君の目に映りたい。
1章

第2回(8/29更新)

 高校二年になっても、相変わらず私は小柄で、クラスでも前から数えた方が断然早い。

 学校の制服を着ていても、中学生に間違われることがしょっちゅうだし、そもそも似合っていないことも自覚している。なんか、小学校の写真と顔がいつまで経っても変わらないんだ。童顔っていうか、特徴がないっていうか。

 私の成長期は、本当に小学校で終わってしまったんだろうか。秀と比べて、背が低いことにはさすがにもう慣れた。三年近く見下ろされているのだ。今更どうこう言う気もない。

 でも、最近はなんとなく、和佳に対してコンプレックスを覚えてしまう。

 高校に入ってから、和佳は少し垢抜けた。本人は特別何をしているわけじゃない、と言うし、実際今でも化粧っ気も薄く、髪型だって変わっていない。でも、どことなく、女の子らしく、綺麗になった。背が少し伸びた。
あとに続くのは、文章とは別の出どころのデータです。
//! Engine Transport Boundary
//!
//! Abstraction over the RPC channel to one model-checking engine process.
//! The scheduler only relies on these semantics:
//!
//! - one initial request per call ([`EngineCall`])
//! - zero or more streamed responses, terminated by completion or an error
//! - a deadline the transport is expected to honor
//!
//! The concrete message schema and channel setup belong to the transport
//! implementation. [`RawResponse`] mirrors the shape of the engine's reply
//! message, where each result kind is an optional field.

#[cfg(any(test, feature = "test-utils"))]
pub mod mock;

use std::fmt;
use std::sync::Arc;
use std::time::Duration;

use async_trait::async_trait;
use futures::stream::BoxStream;
use serde::{Deserialize, Serialize};
use thiserror::Error;

use crate::request::decision::SimulationState;
use crate::request::RequestId;

/// Status token transports put in front of a deadline error message
pub const DEADLINE_EXCEEDED_TOKEN: &str = "DEADLINE_EXCEEDED";

// ============================================================================
// Calls and Responses
// ============================================================================

/// Which engine RPC a call targets
#[derive(Clone, Copy, Debug, PartialEq, Eq, Hash, Serialize, Deserialize)]
pub enum CallKind {
    /// Declarative query (refinement, consistency, ...)
    Query,
    /// Simulation step
    Decision,
}

impl fmt::Display for CallKind {
    fn fmt(&self, f: &mut fmt::Formatter<'_>) -> fmt::Result {
        match self {
            Self::Query => write!(f, "query"),
            Self::Decision => write!(f, "decision"),
        }
    }
}

/// A single call issued to an engine
#[derive(Clone, Debug, PartialEq, Eq)]
pub struct EngineCall {
    /// Request this call belongs to
    pub request_id: RequestId,
    /// Target RPC
    pub kind: CallKind,
    /// Serialized request text
    pub payload: String,
}

/// One response message as received from the engine
///
/// A well-behaved engine populates exactly one field. Classification into
/// [`EngineResponse`](crate::EngineResponse) is done by the
/// [`ResponseRouter`](crate::ResponseRouter).
#[derive(Clone, Debug, Default, PartialEq, Serialize, Deserialize)]
#[serde(default)]
pub struct RawResponse {
    /// Refinement result (`success` flag)
    pub refinement: Option<bool>,
    /// Consistency result (`success` flag)
    pub consistency: Option<bool>,
    /// Determinism result (`success` flag)
    pub determinism: Option<bool>,
    /// JSON of a component synthesized by the engine
    pub component: Option<String>,
    /// Simulation state produced by a decision
    pub simulation: Option<SimulationState>,
}

impl RawResponse {
    /// Response with only the refinement field set
    #[must_use]
    pub fn refinement(success: bool) -> Self {
        Self {
            refinement: Some(success),
            ..Self::default()
        }
    }

    /// Response with only the consistency field set
    #[must_use]
    pub fn consistency(success: bool) -> Self {
        Self {
            consistency: Some(success),
            ..Self::default()
        }
    }

    /// Response with only the determinism field set
    #[must_use]
    pub fn determinism(success: bool) -> Self {
        Self {
            determinism: Some(success),
            ..Self::default()
        }
    }

    /// Response carrying a synthesized component
    pub fn component(json: impl Into<String>) -> Self {
        Self {
            component: Some(json.into()),
            ..Self::default()
        }
    }

    /// Response carrying a simulation state
    #[must_use]
    pub fn simulation(state: SimulationState) -> Self {
        Self {
            simulation: Some(state),
            ..Self::default()
        }
    }

    /// Whether no field is populated
    #[must_use]
    pub fn is_empty(&self) -> bool {
        self == &Self::default()
    }
}

// ============================================================================
// Transport Errors
// ============================================================================

/// Failure reported by the RPC layer
///
/// Transports prefix the message with a capitalized status token followed by
/// a colon and whitespace, e.g. `"DEADLINE_EXCEEDED: deadline exceeded after 20s"`.
#[derive(Clone, Debug, Error, PartialEq, Eq)]
#[error("{message}")]
pub struct TransportError {
    message: String,
}

impl TransportError {
    /// Create an error from the transport's message
    pub fn new(message: impl Into<String>) -> Self {
        Self {
            message: message.into(),
        }
    }

    /// Deadline error in the transport's message format
    pub fn deadline_exceeded(detail: impl fmt::Display) -> Self {
        Self::new(format!("{DEADLINE_EXCEEDED_TOKEN}: {detail}"))
    }

    /// Full message
    #[must_use]
    pub fn message(&self) -> &str {
        &self.message
    }

    /// Leading status token: everything before the first `:` that is
    /// followed by whitespace, or the whole message if there is none
    #[must_use]
    pub fn status_token(&self) -> &str {
        let bytes = self.message.as_bytes();
        for (idx, _) in self.message.match_indices(':') {
            if bytes
                .get(idx + 1)
                .is_some_and(|b| b.is_ascii_whitespace())
            {
                return &self.message[..idx];
            }
        }
        &self.message
    }

    /// Whether the transport reports an expired deadline
    #[must_use]
    pub fn is_deadline_exceeded(&self) -> bool {
        self.status_token() == DEADLINE_EXCEEDED_TOKEN
    }
}

// ============================================================================
// Transport Traits
// ============================================================================

/// Stream of responses for one call
pub type ResponseStream = BoxStream<'static, Result<RawResponse, TransportError>>;

/// RPC stub of one engine connection
///
/// Dropping the returned stream aborts the call; implementations must leave
/// the connection usable for the next call afterwards.
#[async_trait]
pub trait EngineTransport: Send + Sync {
    /// Issue a call and return the stream of its responses
    async fn call(
        &self,
        call: EngineCall,
        deadline: Duration,
    ) -> Result<ResponseStream, TransportError>;

    /// Check whether the engine behind this stub is reachable
    async fn health_check(&self) -> bool {
        true
    }
}

/// Opens engine connections at startup
#[async_trait]
pub trait EngineConnector: Send + Sync {
    /// Open connection number `index` to `backend`
    async fn connect(
        &self,
        backend: &str,
        index: usize,
    ) -> Result<Arc<dyn EngineTransport>, TransportError>;
}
 あとは単純に、高校の制服が似合っている。そしてたぶん……こんなことを今さら思うのは何だけど、和佳はもともと綺麗な子で、それが成長するにつれて如実になってきた……っていうのは、たぶん私の僻みも半分くらい、入っていそうだけど。

 中学卒業と同時に、秀と和佳は付き合い始めた。二人はそれを、私に秘密にしたりはせずに、ちゃんと話してくれた。

 もちろん、私はそれをあらかじめ知っていたわけだけど、私の方はそれを言えなかった。今まで通りに接してほしい、と二人には言われたから、高校に入ってからもそれまで通りに接するように、努力はしている。

 でも、そんなの無理だって、たぶん二人だってわかっている。

 高校に進学して、私たちはそれぞれクラスが別になった。部活はそれぞれが中学のものを続けるから、これも別々。中学のときだって部活は違ったけど、一緒に帰っていた習慣は自然消滅した。

 私は秀と和佳に遠慮しただけだけど、サッカー部と水泳部は練習日も時間もあんまり合わないみたいで、二人で一緒に帰っているっていうわけでもないみたい。

 まあでも、実際はそんなことが理由じゃない。単純に二人は恋人で、私は部外者だ。

 三人でいるとき、「恋人」ってステータスを、すぱっと「友だち」に切り替えられるわけじゃない。それは男子と付き合ったことがない私にだって、なんとなくわかることだ。

 もちろん、私が秀のことを未だに好きだっていうのも、多少は関係しているんだろうけれど。